The STG and EML are policy instruments by which the Ministry of Health (MoH) ensures rational prescription and use of medicines as well as procurements and reimbursements for the National Health Insurance scheme (NHIS).
The three-day workshop being attended by about 30 Health experts from the MoH, Ghana Health Service, teaching Hospitals and other health institutions in the country, is supported by the MOH, the United Kingdom Department for International Development (DflD) and other partners.
It aims at reviewing list of diseases listed in the STGs based on current trend disease burden in the country, treatments and list of medicines on the EML including medicines recommended for reimbursements on the NHIS medicine list.
It was also to define a list of medicines for specialist care and medical emergencies based on a defined list of emergency medical conditions and define the associated medicines-related health technologies.
Another objective was to provide a user-friendly algorithm for the management of emergency conditions in Ghana.
Dr Kweku Agyeman-Mensah, in a speech read on his behalf said the review was very critical to the entire health sector since it had resource- saving-implications and more importantly a huge effect on the quality of care in the health facilities.
He indicated that rational use of medicines was an important agenda for the MoH since it formed the basis of the ministry’s effort at ensuring universal health coverage.
He stated that Ghana had over the last two or three decades, implemented an essential drugs policy with the aim of ensuring that drugs which the country could use to manage its disease burden were always available and at a manageable cost.
Dr Agyeman-Mensah indicated that with the current challenges in health financing, strengthening the use of the STGs and EMLs offered a good leverage in the overall management of drugs and pharmaceuticals in the health sector.
The Minister said the rational prescribing and reimbursements, based on the STGs and EML, would not only ensure the continued implementation of the generic medicines policy but also contain cost and help sustain the NHIS.
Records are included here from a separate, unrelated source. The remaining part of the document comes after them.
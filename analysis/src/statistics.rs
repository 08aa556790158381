/// precision used for summaries that are only logged
pub const SUMMARY_DECIMALS: u32 = 2;
/// precision used for the persisted statistics rows
pub const REPORT_DECIMALS: u32 = 4;

/// Descriptive statistics over a non-empty numeric series
#[derive(Debug, Clone, Copy, PartialEq)]
pub struct Statistics {
    pub count: usize,
    pub minimum: f64,
    pub average: f64,
    pub median: f64,
    pub maximum: f64,
    pub stddev: f64,
    pub percentile90: f64,
    pub percentile99: f64,
}

/// Result of summarizing a series.
///
/// An empty series is not an error, it reports as six zeros
/// (count, min, avg, median, max, stddev) without percentiles.
#[derive(Debug, Clone, Copy, PartialEq)]
pub enum Summary {
    Empty,
    Computed(Statistics),
}

impl Summary {
    /// values in report order: count, min, avg, median, max, stddev[, p90, p99]
    pub fn fields(&self) -> Vec<f64> {
        match self {
            Self::Empty => vec![0.0; 6],
            Self::Computed(stats) => vec![
                stats.count as f64,
                stats.minimum,
                stats.average,
                stats.median,
                stats.maximum,
                stats.stddev,
                stats.percentile90,
                stats.percentile99,
            ],
        }
    }

    pub fn count(&self) -> usize {
        match self {
            Self::Empty => 0,
            Self::Computed(stats) => stats.count,
        }
    }

    /// `min/avg/med/max/stddev/90/99` as logged after each report
    pub fn log_line(&self) -> String {
        self.fields()
            .iter()
            .skip(1)
            .map(|value| format!("{value:?}"))
            .collect::<Vec<_>>()
            .join("/")
    }
}

pub fn round(value: f64, decimals: u32) -> f64 {
    let factor = 10f64.powi(decimals as i32);

    (value * factor).round() / factor
}

/// Linear interpolation between the closest ranks of a sorted slice
fn percentile(sorted: &[f64], percent: f64) -> f64 {
    let rank = percent / 100.0 * (sorted.len() - 1) as f64;
    let lower = rank.floor() as usize;
    let upper = rank.ceil() as usize;

    sorted[lower] + (sorted[upper] - sorted[lower]) * (rank - lower as f64)
}

/// Compute count, min, mean, median, max, population stddev, p90 and p99
pub fn generate_statistics(values: &[f64], decimals: u32) -> Summary {
    if values.is_empty() {
        return Summary::Empty;
    }

    let mut sorted = values.to_vec();
    sorted.sort_by(f64::total_cmp);

    let count = sorted.len();
    let average = sorted.iter().sum::<f64>() / count as f64;
    let variance = sorted
        .iter()
        .map(|value| (value - average).powi(2))
        .sum::<f64>()
        / count as f64;

    Summary::Computed(Statistics {
        count,
        minimum: round(sorted[0], decimals),
        average: round(average, decimals),
        median: round(percentile(&sorted, 50.0), decimals),
        maximum: round(sorted[count - 1], decimals),
        stddev: round(variance.sqrt(), decimals),
        percentile90: round(percentile(&sorted, 90.0), decimals),
        percentile99: round(percentile(&sorted, 99.0), decimals),
    })
}
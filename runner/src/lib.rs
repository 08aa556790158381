pub mod benchmark;
pub mod catalog;
pub mod codegen;
pub mod config;
pub mod executors;
pub mod monitor;
pub mod pbench;
pub mod scenario;
pub mod workload;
He added that the availability of evidence-based and consensus-driven treatment guidelines could lead to adherence and good prescribing behavior and it was the ministry’s intention to promote prescriber training based on STGs, with a special focus on prescribing in primary care facilities.
He indicated that the ministry anticipated putting in place mechanisms that would enable it to monitor and support the implementation of the guidelines, adding that, such monitoring had the potential to strengthen adherence guidelines.
Dr Agyeman-Mensah noted that the Government’s agenda of maximizing investment in health in all areas could be done, if the necessary principles in health technology assessment to the medicines selection process were applied.
This he said would ensure that with limited resources, the country got the best value-for-money in its health financing strategies.
“Because of such benefits, government intends to strengthen the STGs and EML as well as the national medicines selection process.” He stated.